> WHAT IS BEING ASKED
Copy each line of the entries beneath that contains the word "bool".

======

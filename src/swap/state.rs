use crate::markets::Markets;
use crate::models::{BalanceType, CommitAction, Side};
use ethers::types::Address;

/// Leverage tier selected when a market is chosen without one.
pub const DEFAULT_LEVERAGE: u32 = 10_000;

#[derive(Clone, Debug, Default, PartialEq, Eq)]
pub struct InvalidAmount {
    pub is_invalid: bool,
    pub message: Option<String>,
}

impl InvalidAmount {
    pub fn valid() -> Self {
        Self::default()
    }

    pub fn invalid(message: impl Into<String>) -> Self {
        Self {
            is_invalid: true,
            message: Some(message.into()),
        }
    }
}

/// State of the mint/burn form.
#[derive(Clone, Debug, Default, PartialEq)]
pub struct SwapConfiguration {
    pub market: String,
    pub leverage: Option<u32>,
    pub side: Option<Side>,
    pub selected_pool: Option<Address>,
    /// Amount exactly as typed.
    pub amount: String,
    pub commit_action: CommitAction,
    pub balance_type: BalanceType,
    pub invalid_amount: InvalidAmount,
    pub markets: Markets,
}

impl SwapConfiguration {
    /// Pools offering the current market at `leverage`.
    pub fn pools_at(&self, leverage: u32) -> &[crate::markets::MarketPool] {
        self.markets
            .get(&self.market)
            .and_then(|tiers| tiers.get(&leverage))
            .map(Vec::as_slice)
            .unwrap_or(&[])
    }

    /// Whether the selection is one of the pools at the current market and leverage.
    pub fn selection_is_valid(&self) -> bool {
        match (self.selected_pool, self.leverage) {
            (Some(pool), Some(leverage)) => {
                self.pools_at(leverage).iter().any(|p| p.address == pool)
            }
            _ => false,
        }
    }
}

======

> RESULT OF THE TASK
    pub is_invalid: bool,
    pub fn selection_is_valid(&self) -> bool {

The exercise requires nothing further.